In how many lines of the data does the word "mutations" appear? Give the number by itself.

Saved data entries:
***

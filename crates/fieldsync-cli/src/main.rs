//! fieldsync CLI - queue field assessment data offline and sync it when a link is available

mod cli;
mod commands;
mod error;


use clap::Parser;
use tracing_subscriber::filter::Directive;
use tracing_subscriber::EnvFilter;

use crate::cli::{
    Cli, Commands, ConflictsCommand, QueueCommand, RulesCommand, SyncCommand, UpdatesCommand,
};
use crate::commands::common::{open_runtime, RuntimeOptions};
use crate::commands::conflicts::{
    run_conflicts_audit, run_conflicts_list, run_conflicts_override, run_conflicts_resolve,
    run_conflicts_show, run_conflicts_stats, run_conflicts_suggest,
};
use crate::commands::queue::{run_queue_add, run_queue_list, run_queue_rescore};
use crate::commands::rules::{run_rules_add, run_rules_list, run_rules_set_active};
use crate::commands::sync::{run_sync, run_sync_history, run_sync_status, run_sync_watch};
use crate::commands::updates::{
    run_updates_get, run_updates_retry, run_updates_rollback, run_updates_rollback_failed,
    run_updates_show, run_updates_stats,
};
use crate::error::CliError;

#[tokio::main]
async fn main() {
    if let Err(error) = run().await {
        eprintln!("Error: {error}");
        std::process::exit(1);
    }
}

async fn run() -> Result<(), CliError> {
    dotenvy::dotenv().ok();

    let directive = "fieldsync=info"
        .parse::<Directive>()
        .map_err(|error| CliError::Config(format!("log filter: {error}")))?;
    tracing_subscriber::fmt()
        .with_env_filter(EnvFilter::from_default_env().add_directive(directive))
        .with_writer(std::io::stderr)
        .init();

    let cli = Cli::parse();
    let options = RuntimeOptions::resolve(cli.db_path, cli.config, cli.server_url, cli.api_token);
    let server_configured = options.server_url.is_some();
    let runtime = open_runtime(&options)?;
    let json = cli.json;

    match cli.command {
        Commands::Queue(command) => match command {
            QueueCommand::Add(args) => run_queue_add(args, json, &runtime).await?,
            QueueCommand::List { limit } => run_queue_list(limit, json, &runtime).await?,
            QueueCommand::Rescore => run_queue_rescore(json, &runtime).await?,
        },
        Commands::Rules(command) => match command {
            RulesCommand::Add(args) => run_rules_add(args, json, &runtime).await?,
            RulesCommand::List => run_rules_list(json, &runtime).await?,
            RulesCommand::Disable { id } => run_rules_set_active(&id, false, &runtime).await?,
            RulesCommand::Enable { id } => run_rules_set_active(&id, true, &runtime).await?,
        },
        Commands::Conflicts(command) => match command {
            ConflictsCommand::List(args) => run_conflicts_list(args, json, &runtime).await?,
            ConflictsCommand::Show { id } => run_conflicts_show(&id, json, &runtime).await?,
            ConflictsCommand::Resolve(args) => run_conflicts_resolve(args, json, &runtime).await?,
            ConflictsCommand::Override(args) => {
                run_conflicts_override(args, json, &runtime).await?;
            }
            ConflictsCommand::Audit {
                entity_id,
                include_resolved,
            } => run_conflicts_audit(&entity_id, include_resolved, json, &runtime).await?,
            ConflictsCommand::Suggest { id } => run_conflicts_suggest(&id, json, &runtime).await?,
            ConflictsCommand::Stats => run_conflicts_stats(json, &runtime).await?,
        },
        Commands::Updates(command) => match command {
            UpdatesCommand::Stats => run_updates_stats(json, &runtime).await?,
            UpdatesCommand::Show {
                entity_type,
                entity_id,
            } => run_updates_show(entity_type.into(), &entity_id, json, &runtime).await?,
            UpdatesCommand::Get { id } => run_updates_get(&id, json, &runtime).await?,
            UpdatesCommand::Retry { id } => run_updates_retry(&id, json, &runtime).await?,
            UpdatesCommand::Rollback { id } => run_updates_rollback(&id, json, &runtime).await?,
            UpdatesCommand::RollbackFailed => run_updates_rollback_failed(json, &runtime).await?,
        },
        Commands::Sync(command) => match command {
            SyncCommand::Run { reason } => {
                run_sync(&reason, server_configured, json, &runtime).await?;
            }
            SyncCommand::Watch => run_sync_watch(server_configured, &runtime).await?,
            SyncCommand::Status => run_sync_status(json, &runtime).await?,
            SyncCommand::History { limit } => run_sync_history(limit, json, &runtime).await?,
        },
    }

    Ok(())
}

***

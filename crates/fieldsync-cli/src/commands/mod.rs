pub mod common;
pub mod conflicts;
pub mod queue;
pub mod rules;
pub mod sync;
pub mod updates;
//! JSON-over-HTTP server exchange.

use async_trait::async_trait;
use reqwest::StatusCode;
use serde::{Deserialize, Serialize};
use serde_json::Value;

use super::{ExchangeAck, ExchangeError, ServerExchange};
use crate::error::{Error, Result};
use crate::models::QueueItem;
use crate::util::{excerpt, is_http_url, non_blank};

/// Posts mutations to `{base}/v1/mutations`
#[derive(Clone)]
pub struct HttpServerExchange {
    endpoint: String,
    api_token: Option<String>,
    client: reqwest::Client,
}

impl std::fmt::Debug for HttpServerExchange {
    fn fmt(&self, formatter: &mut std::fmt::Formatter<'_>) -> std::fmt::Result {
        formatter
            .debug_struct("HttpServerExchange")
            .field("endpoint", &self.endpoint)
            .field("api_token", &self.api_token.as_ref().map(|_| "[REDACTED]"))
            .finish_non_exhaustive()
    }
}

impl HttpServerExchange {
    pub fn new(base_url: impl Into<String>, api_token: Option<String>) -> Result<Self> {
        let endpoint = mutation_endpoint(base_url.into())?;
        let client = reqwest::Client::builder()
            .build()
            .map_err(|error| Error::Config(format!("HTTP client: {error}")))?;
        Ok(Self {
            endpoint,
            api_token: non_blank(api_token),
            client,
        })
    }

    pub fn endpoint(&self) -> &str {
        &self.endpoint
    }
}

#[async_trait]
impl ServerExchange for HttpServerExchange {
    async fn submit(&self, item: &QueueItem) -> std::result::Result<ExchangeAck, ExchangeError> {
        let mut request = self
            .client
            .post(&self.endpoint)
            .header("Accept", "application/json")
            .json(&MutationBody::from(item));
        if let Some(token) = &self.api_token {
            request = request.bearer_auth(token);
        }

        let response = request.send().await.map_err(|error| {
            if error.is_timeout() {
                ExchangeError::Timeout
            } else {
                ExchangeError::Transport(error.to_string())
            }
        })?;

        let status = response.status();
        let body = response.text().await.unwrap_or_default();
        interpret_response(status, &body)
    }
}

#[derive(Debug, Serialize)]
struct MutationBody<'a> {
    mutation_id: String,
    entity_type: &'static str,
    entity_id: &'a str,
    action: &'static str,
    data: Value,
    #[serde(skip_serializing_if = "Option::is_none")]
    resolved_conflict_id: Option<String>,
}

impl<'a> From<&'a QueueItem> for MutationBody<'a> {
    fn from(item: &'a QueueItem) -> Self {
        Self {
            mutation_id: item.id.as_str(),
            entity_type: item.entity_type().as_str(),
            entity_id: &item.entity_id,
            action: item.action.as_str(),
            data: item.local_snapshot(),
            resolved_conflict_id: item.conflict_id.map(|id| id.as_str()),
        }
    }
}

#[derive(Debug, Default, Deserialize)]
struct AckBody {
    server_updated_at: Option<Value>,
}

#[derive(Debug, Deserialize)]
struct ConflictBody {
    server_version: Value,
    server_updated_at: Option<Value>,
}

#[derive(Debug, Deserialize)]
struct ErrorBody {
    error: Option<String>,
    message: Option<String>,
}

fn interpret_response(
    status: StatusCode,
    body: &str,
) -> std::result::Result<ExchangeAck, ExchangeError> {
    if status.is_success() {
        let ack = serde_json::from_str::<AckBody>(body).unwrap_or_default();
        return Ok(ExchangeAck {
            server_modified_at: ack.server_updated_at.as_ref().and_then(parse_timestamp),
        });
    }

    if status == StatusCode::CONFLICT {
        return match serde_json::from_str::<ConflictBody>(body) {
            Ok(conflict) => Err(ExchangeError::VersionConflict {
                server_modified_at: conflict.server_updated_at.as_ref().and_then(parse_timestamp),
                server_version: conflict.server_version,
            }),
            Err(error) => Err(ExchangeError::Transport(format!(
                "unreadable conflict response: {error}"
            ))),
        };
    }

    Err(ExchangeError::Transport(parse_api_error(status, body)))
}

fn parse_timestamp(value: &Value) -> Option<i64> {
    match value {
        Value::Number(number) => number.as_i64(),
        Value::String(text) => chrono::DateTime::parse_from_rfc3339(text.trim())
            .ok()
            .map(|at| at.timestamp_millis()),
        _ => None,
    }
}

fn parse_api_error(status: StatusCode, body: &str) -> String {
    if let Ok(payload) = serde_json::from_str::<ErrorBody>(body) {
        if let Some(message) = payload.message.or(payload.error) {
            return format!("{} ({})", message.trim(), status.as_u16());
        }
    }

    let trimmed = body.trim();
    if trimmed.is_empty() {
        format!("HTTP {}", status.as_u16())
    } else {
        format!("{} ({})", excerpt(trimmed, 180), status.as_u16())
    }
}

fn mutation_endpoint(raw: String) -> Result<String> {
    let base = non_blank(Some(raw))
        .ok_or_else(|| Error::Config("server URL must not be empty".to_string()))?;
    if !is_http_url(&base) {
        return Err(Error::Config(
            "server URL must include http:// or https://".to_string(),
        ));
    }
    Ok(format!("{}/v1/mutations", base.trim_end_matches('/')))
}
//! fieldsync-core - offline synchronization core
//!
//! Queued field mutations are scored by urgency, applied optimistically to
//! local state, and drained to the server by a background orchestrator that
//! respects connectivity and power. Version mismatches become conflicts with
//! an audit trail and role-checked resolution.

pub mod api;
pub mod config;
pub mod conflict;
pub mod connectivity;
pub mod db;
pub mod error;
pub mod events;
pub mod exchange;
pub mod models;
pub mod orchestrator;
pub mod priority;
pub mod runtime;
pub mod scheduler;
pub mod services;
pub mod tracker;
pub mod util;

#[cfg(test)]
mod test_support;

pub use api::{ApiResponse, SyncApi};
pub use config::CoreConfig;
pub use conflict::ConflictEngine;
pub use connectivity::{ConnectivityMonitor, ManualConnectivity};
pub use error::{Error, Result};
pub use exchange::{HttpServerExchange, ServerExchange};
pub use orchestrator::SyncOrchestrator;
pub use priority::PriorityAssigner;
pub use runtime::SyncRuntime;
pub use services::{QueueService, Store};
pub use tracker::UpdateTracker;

***

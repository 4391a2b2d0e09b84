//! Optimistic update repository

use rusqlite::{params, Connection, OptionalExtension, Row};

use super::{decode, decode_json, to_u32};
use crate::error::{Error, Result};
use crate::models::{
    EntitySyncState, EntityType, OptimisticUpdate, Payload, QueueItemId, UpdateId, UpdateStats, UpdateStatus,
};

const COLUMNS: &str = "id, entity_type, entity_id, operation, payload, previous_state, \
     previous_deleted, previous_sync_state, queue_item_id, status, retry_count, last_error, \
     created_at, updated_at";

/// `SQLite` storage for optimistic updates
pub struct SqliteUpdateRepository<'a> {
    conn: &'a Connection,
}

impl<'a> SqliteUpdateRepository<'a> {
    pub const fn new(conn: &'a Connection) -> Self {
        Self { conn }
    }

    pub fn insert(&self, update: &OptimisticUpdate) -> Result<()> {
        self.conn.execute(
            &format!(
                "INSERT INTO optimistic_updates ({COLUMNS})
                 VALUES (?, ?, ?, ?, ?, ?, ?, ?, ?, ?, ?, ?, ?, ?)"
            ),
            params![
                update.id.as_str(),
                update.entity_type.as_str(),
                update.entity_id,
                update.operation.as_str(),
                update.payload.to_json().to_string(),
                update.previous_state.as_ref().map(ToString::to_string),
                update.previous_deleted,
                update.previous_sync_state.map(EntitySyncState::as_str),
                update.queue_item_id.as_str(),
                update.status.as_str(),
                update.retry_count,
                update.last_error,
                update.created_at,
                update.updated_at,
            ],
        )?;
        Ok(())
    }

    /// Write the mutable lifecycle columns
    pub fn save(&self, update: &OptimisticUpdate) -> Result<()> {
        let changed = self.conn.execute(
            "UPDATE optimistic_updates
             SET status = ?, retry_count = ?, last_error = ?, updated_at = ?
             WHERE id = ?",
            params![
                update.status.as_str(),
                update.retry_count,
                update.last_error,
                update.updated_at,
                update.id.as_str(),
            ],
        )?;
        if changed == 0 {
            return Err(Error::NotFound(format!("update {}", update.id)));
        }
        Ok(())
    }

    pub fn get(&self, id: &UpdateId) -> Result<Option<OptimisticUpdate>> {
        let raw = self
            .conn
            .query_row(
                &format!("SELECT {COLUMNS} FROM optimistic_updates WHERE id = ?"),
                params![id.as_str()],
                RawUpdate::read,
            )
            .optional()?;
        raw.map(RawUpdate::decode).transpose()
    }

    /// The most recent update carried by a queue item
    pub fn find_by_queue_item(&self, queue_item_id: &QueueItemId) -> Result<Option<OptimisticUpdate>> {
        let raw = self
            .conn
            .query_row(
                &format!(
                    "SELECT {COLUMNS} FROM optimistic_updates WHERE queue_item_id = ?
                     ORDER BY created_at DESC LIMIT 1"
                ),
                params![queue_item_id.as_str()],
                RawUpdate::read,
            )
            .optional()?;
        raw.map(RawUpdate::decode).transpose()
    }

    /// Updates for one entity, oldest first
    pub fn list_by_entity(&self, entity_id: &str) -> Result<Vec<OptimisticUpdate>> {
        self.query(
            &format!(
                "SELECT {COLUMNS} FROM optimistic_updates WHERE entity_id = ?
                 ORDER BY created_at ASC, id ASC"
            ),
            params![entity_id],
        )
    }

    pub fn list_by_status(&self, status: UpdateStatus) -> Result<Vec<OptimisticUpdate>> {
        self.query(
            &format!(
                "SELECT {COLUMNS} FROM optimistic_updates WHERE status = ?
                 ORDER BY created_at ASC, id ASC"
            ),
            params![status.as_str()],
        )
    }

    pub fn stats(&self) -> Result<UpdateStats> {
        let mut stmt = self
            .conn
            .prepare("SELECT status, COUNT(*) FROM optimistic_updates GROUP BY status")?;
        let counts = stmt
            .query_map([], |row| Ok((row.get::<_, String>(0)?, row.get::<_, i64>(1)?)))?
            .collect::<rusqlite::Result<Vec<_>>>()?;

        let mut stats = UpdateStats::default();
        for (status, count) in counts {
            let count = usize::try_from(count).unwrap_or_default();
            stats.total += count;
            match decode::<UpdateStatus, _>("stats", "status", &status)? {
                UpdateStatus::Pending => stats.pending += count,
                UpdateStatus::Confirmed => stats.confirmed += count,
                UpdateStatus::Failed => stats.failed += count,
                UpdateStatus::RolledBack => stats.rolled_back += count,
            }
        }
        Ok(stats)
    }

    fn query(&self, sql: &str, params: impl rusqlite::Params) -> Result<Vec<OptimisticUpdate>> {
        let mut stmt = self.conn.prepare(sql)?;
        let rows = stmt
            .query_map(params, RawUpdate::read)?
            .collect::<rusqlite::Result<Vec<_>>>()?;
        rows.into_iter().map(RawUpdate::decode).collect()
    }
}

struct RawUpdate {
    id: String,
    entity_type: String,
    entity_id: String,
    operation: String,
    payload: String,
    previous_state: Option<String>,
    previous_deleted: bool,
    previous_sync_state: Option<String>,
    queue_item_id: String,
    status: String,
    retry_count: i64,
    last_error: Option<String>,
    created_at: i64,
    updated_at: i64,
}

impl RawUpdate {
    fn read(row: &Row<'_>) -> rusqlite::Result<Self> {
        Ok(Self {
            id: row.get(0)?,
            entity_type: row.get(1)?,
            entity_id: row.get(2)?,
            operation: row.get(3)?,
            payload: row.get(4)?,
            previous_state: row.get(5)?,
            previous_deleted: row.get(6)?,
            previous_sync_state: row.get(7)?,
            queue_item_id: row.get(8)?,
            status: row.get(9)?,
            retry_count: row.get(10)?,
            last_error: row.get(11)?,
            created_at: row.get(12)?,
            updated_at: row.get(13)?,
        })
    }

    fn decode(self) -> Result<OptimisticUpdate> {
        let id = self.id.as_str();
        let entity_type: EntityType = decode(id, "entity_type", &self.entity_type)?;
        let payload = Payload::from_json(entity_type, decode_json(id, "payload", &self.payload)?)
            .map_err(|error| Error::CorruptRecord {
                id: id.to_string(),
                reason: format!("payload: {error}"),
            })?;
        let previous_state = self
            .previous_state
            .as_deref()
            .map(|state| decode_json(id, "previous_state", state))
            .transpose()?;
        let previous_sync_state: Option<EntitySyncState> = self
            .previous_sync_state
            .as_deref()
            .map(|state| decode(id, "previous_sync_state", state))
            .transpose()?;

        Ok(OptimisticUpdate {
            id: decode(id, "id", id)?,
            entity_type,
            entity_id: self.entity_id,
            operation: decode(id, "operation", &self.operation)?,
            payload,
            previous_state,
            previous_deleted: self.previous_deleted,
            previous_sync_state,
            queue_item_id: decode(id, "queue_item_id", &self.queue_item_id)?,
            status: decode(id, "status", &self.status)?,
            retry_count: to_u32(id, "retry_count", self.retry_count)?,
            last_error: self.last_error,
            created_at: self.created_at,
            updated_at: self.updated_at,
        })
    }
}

***

Solution to this task: 3